:: Records for the task

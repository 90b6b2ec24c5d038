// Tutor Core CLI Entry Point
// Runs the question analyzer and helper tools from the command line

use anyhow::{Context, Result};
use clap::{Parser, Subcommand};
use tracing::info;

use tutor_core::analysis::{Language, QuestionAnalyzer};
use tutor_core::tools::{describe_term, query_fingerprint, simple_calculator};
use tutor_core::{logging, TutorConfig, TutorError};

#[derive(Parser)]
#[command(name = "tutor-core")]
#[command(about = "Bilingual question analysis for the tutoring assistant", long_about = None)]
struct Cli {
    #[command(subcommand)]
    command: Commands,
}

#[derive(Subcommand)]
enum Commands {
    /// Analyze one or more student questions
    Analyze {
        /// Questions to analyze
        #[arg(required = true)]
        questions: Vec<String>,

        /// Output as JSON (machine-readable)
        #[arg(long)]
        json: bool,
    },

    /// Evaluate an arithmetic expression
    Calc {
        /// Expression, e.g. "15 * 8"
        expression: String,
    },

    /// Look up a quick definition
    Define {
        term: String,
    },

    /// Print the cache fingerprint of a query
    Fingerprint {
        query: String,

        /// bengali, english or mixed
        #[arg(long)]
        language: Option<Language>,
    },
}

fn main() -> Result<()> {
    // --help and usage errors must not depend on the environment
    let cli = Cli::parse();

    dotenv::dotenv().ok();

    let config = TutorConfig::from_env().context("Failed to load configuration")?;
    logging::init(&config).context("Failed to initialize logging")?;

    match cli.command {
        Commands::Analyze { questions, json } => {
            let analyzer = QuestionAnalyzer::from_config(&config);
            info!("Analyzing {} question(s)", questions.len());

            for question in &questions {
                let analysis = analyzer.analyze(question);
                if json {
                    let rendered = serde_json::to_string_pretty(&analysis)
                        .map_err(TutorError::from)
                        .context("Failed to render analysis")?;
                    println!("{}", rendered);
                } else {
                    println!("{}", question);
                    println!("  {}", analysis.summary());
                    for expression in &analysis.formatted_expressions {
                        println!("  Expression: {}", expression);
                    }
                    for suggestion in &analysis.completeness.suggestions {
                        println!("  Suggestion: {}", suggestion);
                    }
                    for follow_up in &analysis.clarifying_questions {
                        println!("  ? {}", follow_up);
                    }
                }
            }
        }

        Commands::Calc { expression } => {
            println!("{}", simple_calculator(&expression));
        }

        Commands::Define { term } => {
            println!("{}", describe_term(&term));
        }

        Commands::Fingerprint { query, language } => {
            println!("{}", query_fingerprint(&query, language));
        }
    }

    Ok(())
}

::::
:: Records for the task

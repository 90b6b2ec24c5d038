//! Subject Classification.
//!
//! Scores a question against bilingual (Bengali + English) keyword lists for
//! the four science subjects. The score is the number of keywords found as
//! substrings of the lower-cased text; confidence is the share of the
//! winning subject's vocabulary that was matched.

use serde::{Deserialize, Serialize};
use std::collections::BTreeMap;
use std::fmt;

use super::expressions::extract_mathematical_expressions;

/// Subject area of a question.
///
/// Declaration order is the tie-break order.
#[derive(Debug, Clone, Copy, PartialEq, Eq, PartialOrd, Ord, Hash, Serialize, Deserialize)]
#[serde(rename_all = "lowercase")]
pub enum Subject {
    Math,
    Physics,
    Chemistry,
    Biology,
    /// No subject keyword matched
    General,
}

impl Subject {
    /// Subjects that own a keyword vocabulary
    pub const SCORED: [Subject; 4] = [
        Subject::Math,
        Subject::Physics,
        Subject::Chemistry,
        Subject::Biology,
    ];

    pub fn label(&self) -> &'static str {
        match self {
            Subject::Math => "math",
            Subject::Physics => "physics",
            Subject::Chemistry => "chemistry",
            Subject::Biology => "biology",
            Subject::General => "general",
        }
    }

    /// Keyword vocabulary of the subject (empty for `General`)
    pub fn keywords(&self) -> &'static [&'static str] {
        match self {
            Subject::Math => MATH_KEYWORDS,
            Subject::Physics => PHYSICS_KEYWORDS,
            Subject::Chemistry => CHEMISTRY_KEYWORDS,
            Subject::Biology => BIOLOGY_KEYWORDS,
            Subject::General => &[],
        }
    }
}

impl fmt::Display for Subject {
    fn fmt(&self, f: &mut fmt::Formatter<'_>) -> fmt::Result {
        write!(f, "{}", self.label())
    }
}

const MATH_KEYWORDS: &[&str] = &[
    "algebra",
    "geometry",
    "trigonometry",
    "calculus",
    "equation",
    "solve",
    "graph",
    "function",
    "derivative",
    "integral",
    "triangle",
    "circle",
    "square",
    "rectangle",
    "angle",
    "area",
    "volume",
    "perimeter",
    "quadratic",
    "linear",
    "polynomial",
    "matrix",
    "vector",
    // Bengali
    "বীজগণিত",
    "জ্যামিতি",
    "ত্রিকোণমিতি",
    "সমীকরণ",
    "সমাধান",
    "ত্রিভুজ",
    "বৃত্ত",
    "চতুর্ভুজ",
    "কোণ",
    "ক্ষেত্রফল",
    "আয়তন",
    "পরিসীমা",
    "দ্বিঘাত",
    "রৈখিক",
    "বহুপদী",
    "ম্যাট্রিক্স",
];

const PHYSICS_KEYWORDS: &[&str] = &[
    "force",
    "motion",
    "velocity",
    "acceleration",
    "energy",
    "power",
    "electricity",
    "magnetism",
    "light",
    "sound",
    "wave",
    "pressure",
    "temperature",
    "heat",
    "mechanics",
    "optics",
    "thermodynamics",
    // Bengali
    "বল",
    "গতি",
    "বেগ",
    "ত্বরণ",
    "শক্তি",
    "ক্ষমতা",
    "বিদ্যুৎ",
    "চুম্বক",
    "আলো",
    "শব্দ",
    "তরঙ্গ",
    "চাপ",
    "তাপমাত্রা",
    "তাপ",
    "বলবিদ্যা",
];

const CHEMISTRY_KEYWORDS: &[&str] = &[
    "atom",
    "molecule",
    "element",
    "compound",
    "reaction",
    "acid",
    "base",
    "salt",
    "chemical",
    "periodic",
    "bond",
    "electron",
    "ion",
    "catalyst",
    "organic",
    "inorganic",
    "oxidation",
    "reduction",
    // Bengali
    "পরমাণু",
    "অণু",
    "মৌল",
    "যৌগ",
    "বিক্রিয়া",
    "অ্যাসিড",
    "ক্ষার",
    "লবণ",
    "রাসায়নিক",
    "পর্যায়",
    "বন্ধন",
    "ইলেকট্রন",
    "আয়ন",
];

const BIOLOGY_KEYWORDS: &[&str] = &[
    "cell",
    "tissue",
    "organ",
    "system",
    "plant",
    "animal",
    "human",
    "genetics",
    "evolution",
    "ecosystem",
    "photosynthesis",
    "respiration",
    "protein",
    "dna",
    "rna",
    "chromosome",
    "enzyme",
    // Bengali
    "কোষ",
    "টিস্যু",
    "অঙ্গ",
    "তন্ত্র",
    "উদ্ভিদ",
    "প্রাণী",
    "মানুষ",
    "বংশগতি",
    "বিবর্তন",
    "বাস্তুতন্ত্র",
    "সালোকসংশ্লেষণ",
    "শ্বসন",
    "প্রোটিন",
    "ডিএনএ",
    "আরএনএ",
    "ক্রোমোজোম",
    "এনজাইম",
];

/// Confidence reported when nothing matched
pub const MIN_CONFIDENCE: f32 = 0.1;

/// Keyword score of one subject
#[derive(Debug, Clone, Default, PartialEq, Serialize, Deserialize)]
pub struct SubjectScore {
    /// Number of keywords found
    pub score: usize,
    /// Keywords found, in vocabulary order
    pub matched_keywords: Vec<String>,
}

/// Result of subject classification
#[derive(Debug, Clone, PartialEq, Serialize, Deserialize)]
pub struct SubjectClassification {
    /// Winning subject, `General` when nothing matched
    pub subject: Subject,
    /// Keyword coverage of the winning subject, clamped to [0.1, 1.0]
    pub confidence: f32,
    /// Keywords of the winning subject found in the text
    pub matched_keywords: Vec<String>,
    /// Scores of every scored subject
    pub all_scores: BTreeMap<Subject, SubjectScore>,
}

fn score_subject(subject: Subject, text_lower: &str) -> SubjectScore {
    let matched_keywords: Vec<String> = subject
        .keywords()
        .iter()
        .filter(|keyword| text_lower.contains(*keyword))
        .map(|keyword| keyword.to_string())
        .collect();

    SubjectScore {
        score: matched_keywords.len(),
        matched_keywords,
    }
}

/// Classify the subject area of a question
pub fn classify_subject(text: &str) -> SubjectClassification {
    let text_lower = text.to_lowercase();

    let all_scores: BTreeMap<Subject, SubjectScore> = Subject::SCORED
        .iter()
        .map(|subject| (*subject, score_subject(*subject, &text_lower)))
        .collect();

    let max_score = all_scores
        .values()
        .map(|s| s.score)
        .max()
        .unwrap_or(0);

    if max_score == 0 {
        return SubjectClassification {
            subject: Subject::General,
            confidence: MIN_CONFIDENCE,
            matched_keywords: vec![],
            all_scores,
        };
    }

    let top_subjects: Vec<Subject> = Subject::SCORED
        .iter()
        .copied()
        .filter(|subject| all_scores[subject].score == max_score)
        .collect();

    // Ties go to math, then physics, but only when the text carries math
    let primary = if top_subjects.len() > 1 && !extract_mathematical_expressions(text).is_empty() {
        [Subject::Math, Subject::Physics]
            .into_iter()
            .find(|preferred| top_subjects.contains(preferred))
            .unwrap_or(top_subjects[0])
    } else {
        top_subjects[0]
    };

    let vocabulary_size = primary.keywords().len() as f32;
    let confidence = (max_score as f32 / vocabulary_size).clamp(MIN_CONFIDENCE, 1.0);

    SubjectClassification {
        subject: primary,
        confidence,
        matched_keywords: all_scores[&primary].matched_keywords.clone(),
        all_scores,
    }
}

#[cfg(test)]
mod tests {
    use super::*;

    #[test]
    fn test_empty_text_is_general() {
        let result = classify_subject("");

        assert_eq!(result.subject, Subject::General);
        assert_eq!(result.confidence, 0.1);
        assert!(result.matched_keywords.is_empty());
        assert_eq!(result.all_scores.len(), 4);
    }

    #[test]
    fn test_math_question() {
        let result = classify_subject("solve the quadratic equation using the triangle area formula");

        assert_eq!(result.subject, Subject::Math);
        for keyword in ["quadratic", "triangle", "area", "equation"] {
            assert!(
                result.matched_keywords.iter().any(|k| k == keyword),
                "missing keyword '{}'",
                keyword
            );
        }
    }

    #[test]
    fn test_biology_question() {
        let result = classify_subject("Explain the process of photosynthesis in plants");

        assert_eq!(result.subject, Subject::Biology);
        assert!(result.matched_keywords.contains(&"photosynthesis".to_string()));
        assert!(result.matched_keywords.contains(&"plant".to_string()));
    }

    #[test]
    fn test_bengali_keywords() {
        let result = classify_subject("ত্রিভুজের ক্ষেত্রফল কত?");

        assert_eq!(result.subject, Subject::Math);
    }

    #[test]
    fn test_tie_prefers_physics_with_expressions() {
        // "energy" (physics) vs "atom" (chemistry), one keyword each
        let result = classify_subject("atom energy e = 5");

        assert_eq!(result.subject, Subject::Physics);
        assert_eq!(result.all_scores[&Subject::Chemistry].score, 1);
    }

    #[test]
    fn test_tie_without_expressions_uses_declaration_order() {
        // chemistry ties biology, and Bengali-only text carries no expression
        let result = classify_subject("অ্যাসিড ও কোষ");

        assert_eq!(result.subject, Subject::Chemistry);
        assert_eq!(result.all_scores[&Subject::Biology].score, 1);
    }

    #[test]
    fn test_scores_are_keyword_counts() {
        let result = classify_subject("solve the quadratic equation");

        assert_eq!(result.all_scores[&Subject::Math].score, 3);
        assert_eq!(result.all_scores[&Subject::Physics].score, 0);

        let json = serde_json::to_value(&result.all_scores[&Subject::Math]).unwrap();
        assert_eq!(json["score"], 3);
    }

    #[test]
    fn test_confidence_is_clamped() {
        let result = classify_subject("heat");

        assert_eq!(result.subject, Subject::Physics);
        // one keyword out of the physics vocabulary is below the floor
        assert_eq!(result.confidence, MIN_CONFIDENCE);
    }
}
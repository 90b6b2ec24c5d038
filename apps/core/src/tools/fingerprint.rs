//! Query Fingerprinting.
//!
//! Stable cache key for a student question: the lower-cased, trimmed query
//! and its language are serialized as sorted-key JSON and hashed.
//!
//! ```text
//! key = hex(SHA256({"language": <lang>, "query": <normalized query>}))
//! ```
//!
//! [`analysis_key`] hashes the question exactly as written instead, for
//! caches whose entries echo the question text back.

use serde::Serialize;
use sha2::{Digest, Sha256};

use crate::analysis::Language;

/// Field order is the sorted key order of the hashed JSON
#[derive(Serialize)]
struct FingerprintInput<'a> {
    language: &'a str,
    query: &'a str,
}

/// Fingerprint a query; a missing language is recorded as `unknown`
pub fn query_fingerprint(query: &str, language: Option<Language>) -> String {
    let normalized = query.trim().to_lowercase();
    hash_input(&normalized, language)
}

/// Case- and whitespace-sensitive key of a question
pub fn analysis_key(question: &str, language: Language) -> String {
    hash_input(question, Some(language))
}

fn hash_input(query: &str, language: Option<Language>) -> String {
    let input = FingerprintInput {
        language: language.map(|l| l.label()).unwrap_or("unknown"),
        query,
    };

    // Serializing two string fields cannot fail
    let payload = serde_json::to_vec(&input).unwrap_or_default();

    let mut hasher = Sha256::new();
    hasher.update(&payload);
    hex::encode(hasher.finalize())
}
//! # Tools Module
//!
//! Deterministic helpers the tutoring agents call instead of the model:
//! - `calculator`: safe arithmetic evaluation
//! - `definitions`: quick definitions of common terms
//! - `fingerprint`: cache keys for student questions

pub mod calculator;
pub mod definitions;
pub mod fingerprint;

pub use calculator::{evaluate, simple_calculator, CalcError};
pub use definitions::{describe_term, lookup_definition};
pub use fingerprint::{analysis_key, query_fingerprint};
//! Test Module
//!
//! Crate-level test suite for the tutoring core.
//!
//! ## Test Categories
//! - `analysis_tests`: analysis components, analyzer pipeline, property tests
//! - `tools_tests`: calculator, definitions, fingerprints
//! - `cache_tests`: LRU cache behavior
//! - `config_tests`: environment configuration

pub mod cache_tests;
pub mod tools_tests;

::::
:: Records for the task

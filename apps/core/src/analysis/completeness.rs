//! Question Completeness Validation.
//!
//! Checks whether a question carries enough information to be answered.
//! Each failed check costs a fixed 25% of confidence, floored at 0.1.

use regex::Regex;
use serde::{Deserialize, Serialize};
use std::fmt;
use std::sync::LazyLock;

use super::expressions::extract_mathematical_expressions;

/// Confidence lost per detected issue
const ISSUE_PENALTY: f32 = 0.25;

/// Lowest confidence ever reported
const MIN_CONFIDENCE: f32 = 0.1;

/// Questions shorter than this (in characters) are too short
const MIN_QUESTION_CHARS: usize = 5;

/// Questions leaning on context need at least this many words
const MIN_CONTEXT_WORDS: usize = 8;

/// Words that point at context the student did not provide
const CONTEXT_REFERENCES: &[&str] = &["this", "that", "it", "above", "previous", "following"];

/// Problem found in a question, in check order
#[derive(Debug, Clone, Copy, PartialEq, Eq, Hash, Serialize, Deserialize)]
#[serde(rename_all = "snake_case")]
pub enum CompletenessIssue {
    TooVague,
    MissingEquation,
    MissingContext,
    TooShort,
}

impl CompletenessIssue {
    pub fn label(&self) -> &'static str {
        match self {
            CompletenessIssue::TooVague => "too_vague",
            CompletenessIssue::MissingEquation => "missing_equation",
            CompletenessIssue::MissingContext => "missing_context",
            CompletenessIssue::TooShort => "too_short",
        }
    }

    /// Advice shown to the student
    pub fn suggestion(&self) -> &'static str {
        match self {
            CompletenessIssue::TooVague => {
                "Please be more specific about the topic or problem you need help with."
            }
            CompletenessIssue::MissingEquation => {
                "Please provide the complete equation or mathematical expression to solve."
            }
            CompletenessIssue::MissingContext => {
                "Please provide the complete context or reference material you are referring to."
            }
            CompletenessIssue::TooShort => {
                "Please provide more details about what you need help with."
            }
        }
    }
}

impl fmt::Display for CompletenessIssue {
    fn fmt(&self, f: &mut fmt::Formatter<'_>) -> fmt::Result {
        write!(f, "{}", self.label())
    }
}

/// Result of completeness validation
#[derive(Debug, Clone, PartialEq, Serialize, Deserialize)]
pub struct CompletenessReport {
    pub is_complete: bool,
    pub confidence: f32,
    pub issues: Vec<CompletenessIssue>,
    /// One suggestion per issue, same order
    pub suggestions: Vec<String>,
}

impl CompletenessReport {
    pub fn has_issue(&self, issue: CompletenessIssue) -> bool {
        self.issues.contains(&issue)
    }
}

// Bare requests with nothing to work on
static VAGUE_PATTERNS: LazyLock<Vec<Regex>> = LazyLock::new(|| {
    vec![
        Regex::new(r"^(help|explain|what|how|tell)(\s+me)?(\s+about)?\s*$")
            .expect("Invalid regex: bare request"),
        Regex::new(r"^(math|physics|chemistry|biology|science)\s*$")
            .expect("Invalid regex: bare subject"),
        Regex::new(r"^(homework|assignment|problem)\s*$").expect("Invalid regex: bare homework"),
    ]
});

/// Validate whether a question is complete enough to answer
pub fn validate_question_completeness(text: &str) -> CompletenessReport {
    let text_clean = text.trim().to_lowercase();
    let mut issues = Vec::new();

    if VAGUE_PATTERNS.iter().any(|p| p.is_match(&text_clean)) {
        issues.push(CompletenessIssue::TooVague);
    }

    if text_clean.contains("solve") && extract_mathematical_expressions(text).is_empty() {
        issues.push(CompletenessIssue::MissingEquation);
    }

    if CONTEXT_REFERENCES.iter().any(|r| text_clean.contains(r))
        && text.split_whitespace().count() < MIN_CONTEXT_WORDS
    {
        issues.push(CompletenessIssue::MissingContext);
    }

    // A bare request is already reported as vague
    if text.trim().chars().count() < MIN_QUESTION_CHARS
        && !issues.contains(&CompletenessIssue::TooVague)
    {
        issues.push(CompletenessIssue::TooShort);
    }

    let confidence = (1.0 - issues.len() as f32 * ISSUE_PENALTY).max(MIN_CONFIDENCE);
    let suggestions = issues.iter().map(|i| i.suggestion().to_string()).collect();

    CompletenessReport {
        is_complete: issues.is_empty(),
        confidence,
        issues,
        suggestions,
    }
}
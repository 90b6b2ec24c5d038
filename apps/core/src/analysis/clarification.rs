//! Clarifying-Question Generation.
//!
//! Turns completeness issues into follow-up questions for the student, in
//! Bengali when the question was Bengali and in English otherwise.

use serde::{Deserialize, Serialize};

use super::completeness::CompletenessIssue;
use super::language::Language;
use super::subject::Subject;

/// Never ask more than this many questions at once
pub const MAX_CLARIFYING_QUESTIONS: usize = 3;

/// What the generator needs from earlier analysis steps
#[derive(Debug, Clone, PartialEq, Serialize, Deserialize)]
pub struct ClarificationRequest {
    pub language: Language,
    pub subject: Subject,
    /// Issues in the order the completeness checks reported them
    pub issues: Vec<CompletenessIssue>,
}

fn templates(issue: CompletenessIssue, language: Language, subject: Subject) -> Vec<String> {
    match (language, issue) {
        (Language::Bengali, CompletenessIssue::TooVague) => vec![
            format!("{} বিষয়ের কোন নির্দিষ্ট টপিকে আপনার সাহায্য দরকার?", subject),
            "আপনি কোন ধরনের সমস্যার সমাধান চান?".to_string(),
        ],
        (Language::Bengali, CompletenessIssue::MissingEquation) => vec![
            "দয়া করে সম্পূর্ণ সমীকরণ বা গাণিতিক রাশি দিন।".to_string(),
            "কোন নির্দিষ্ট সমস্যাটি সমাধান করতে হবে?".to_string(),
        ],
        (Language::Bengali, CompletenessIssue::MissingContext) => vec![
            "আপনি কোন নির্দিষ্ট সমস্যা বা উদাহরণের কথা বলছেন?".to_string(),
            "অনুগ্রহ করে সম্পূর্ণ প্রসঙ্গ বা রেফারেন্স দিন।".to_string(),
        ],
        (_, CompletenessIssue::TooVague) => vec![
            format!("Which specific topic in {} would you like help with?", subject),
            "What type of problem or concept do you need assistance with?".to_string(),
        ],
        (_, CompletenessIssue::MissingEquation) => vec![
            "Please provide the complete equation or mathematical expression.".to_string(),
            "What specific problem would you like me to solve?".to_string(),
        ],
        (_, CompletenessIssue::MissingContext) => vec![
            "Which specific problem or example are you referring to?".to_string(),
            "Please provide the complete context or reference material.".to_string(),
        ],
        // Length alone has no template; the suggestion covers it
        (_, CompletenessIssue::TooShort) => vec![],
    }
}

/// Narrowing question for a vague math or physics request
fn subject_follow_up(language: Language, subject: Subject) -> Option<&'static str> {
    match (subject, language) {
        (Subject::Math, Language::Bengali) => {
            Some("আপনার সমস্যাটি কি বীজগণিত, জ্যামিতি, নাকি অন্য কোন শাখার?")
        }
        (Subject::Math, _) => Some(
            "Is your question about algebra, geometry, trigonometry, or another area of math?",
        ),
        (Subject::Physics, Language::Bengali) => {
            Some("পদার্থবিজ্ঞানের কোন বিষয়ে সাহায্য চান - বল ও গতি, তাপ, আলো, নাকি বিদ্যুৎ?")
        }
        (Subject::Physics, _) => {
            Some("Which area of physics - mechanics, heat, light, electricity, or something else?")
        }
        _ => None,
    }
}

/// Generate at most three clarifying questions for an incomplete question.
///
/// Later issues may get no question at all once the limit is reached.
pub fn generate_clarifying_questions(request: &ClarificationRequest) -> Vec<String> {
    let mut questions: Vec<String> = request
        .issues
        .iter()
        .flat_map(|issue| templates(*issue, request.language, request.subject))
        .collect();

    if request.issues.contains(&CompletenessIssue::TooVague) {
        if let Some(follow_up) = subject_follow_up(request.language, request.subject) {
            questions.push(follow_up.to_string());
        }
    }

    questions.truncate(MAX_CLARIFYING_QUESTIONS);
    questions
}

::::

● **Task requirements**:
Each line above that contains the string "arithmetic" should be copied.

● **Solution below**:
    /// Evaluate an arithmetic expression
//! - `calculator`: safe arithmetic evaluation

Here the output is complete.